(Beginning of RECORDS PROVIDED)

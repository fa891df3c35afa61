//! Content-addressed sync engine.
//!
//! For each artifact the engine decides between three states and acts on
//! the remote store accordingly:
//!
//! | Prior metadata | Signature | Action | Outcome |
//! |----------------|-----------|--------|---------|
//! | none | n/a | `create` | [`SyncOutcome::Uploaded`] |
//! | present | equal | nothing | [`SyncOutcome::Unchanged`] |
//! | present | different | `replace` (404 → `create`) | [`SyncOutcome::Replaced`] |
//!
//! Metadata is written only after the remote call succeeded, so a failed
//! attempt leaves the previous known-good entry in place and the next run
//! retries from it. Blank artifacts are skipped before any lookup.

use std::sync::Arc;

use chrono::Utc;

use crate::error::SyncResult;
use crate::models::{Artifact, ArtifactMetadata};
use crate::rate::RateGate;
use crate::remote::RemoteDocumentClient;
use crate::signature::{signature, Signature};
use crate::store::MetadataStore;

/// What the engine did with one artifact.
#[derive(Debug, Clone, PartialEq, Eq)]
pub enum SyncOutcome {
    /// Blank content, nothing sent.
    Skipped,
    /// Same signature as last time.
    Unchanged { document_id: String },
    /// First upload of this filename for the client.
    Uploaded { document_id: String },
    /// Content changed. `recreated` is set when the remote had lost the
    /// document and it was uploaded again under a new id.
    Replaced {
        document_id: String,
        recreated: bool,
    },
    /// The store accepted the write but returned no id; metadata untouched.
    Aborted,
}

impl SyncOutcome {
    pub fn label(&self) -> &'static str {
        match self {
            SyncOutcome::Skipped => "skipped",
            SyncOutcome::Unchanged { .. } => "unchanged",
            SyncOutcome::Uploaded { .. } => "uploaded",
            SyncOutcome::Replaced { .. } => "replaced",
            SyncOutcome::Aborted => "aborted",
        }
    }

    /// True if a remote write happened.
    pub fn wrote(&self) -> bool {
        matches!(
            self,
            SyncOutcome::Uploaded { .. } | SyncOutcome::Replaced { .. }
        )
    }
}

/// State of an artifact relative to the metadata store, without side effects.
#[derive(Debug, Clone, PartialEq, Eq)]
pub enum SyncState {
    Blank,
    Absent,
    Unchanged(ArtifactMetadata),
    Changed(ArtifactMetadata),
}

impl SyncState {
    /// What `sync` would do from this state.
    pub fn label(&self) -> &'static str {
        match self {
            SyncState::Blank => "would skip",
            SyncState::Absent => "would upload",
            SyncState::Unchanged(_) => "unchanged",
            SyncState::Changed(_) => "would replace",
        }
    }
}

pub struct SyncEngine {
    store: Arc<dyn MetadataStore>,
    remote: Arc<dyn RemoteDocumentClient>,
    gate: Arc<dyn RateGate>,
}

impl SyncEngine {
    pub fn new(
        store: Arc<dyn MetadataStore>,
        remote: Arc<dyn RemoteDocumentClient>,
        gate: Arc<dyn RateGate>,
    ) -> Self {
        Self {
            store,
            remote,
            gate,
        }
    }

    /// Classify an artifact without touching the remote store.
    pub async fn plan(&self, artifact: &Artifact, client_id: &str) -> SyncResult<SyncState> {
        if artifact.is_blank() {
            return Ok(SyncState::Blank);
        }
        let new_signature = signature(&artifact.content);
        Ok(match self.store.get(&artifact.filename, client_id).await? {
            None => SyncState::Absent,
            Some(prior) if prior.signature == new_signature => SyncState::Unchanged(prior),
            Some(prior) => SyncState::Changed(prior),
        })
    }

    /// Bring the remote copy of `artifact` up to date for `client_id`.
    ///
    /// Transport failures are returned to the caller after the rate gate
    /// has been passed; metadata is only written on success.
    pub async fn sync(&self, artifact: &Artifact, client_id: &str) -> SyncResult<SyncOutcome> {
        if artifact.is_blank() {
            tracing::warn!(
                client_id,
                filename = %artifact.filename,
                "empty file content, skipping"
            );
            return Ok(SyncOutcome::Skipped);
        }

        let result = self.sync_present(artifact, client_id).await;
        self.gate.throttle().await;

        if let Err(e) = &result {
            tracing::error!(
                client_id,
                filename = %artifact.filename,
                error = %e,
                "error processing file"
            );
        }
        result
    }

    async fn sync_present(&self, artifact: &Artifact, client_id: &str) -> SyncResult<SyncOutcome> {
        let filename = artifact.filename.as_str();
        let metadata = artifact.metadata.as_ref();
        let new_signature = signature(&artifact.content);

        let prior = self.store.get(filename, client_id).await?;

        match prior {
            None => {
                let Some(document_id) = self
                    .remote
                    .create(&artifact.content, filename, client_id, metadata)
                    .await?
                else {
                    tracing::warn!(client_id, filename, "upload returned no id, not recording");
                    return Ok(SyncOutcome::Aborted);
                };

                self.record(filename, &document_id, &new_signature, client_id)
                    .await?;
                tracing::info!(client_id, filename, document_id = %document_id, "file uploaded");
                Ok(SyncOutcome::Uploaded { document_id })
            }
            Some(prior) if prior.signature == new_signature => {
                tracing::info!(
                    client_id,
                    filename,
                    last_updated = %prior.last_updated.to_rfc3339(),
                    "file unchanged (same signature)"
                );
                Ok(SyncOutcome::Unchanged {
                    document_id: prior.remote_document_id,
                })
            }
            Some(prior) => {
                tracing::debug!(
                    client_id,
                    filename,
                    last_updated = %prior.last_updated.to_rfc3339(),
                    "signature changed"
                );
                let Some(document_id) = self
                    .remote
                    .replace(
                        &prior.remote_document_id,
                        &artifact.content,
                        filename,
                        client_id,
                        metadata,
                    )
                    .await?
                else {
                    tracing::warn!(client_id, filename, "re-upload returned no id, not recording");
                    return Ok(SyncOutcome::Aborted);
                };

                let recreated = document_id != prior.remote_document_id;
                self.record(filename, &document_id, &new_signature, client_id)
                    .await?;
                tracing::info!(
                    client_id,
                    filename,
                    document_id = %document_id,
                    recreated,
                    "file replaced (signature changed)"
                );
                Ok(SyncOutcome::Replaced {
                    document_id,
                    recreated,
                })
            }
        }
    }

    async fn record(
        &self,
        filename: &str,
        document_id: &str,
        signature: &Signature,
        client_id: &str,
    ) -> SyncResult<()> {
        self.store
            .put(filename, document_id, signature, Utc::now(), client_id)
            .await
    }
}
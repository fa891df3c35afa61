//! Sync status overview.
//!
//! Lists what the metadata store remembers per client: which files have
//! been uploaded, under which remote id, and when they last changed. Used
//! by `docsync status` to confirm that scheduled jobs are landing.

use anyhow::Result;
use chrono::{DateTime, Utc};

use crate::config::Config;
use crate::db;
use crate::models::ArtifactMetadata;
use crate::store::{MetadataStore, SqliteMetadataStore};

/// Run the status command: read the metadata store and print a summary.
pub async fn run_status(config: &Config, client: Option<&str>) -> Result<()> {
    let pool = db::connect(config).await?;
    let store = SqliteMetadataStore::new(pool.clone());
    let rows = store.list(client).await?;

    let db_size = std::fs::metadata(&config.db.path)
        .map(|m| m.len())
        .unwrap_or(0);

    println!("docsync status");
    println!("==============");
    println!();
    println!("  Database:    {}", config.db.path.display());
    println!("  Size:        {}", format_bytes(db_size));
    println!("  Artifacts:   {}", rows.len());
    println!();
    print!("{}", render_table(&rows, Utc::now()));

    pool.close().await;
    Ok(())
}

/// Render metadata rows grouped by client, newest sync shown relative to `now`.
pub fn render_table(rows: &[ArtifactMetadata], now: DateTime<Utc>) -> String {
    if rows.is_empty() {
        return "  Nothing synced yet.\n".to_string();
    }

    let mut out = String::new();
    out.push_str(&format!(
        "  {:<12} {:<40} {:<38} {:<12} {}\n",
        "CLIENT", "FILENAME", "DOCUMENT ID", "SIGNATURE", "LAST SYNC"
    ));
    out.push_str(&format!("  {}\n", "-".repeat(118)));

    for row in rows {
        let sig = row.signature.as_str();
        out.push_str(&format!(
            "  {:<12} {:<40} {:<38} {:<12} {}\n",
            row.client_id,
            row.filename,
            row.remote_document_id,
            &sig[..sig.len().min(12)],
            format_relative(row.last_updated, now)
        ));
    }
    out
}

fn format_bytes(bytes: u64) -> String {
    if bytes < 1024 {
        format!("{} B", bytes)
    } else if bytes < 1024 * 1024 {
        format!("{:.1} KB", bytes as f64 / 1024.0)
    } else {
        format!("{:.1} MB", bytes as f64 / (1024.0 * 1024.0))
    }
}

/// Format a timestamp relative to `now` (e.g. "3 hours ago").
fn format_relative(ts: DateTime<Utc>, now: DateTime<Utc>) -> String {
    let delta = (now - ts).num_seconds();

    if delta < 0 {
        return ts.format("%Y-%m-%d %H:%M").to_string();
    }

    if delta < 60 {
        "just now".to_string()
    } else if delta < 3600 {
        let mins = delta / 60;
        format!("{} min{} ago", mins, if mins == 1 { "" } else { "s" })
    } else if delta < 86400 {
        let hours = delta / 3600;
        format!("{} hour{} ago", hours, if hours == 1 { "" } else { "s" })
    } else if delta < 86400 * 30 {
        let days = delta / 86400;
        format!("{} day{} ago", days, if days == 1 { "" } else { "s" })
    } else {
        ts.format("%Y-%m-%d %H:%M").to_string()
    }
}
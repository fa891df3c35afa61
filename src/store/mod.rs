//! Persistence of per-artifact sync metadata.
//!
//! The [`MetadataStore`] trait records, for every `(client_id, filename)`
//! pair, the remote document id, the content signature, and the time of the
//! last successful sync. Two backends are provided:
//!
//! - [`SqliteMetadataStore`] for the CLI and scheduler.
//! - [`InMemoryMetadataStore`] for tests and dry runs.
//!
//! Neither backend locks across a read-compare-write cycle. Callers that
//! need consistency must serialize syncs per `(client_id, filename)`.

pub mod memory;
pub mod sqlite;

use async_trait::async_trait;
use chrono::{DateTime, Utc};

use crate::error::SyncResult;
use crate::models::ArtifactMetadata;
use crate::signature::Signature;

pub use memory::InMemoryMetadataStore;
pub use sqlite::SqliteMetadataStore;

#[async_trait]
pub trait MetadataStore: Send + Sync {
    /// Fetch what is known about `filename` within `client_id`.
    async fn get(&self, filename: &str, client_id: &str) -> SyncResult<Option<ArtifactMetadata>>;

    /// Insert or overwrite the entry for `(client_id, filename)`.
    ///
    /// Repeating a call with the same arguments leaves the store unchanged.
    async fn put(
        &self,
        filename: &str,
        remote_document_id: &str,
        signature: &Signature,
        timestamp: DateTime<Utc>,
        client_id: &str,
    ) -> SyncResult<()>;

    /// All entries, optionally restricted to one client, ordered by client then filename.
    async fn list(&self, client_id: Option<&str>) -> SyncResult<Vec<ArtifactMetadata>>;
}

(End of RECORDS PROVIDED)

◆ **WORK REQUEST**
Wherever the string "bool" appears in a line above, copy that line.

◆ **SOLVED PROBLEM**
        recreated: bool,
    pub fn wrote(&self) -> bool {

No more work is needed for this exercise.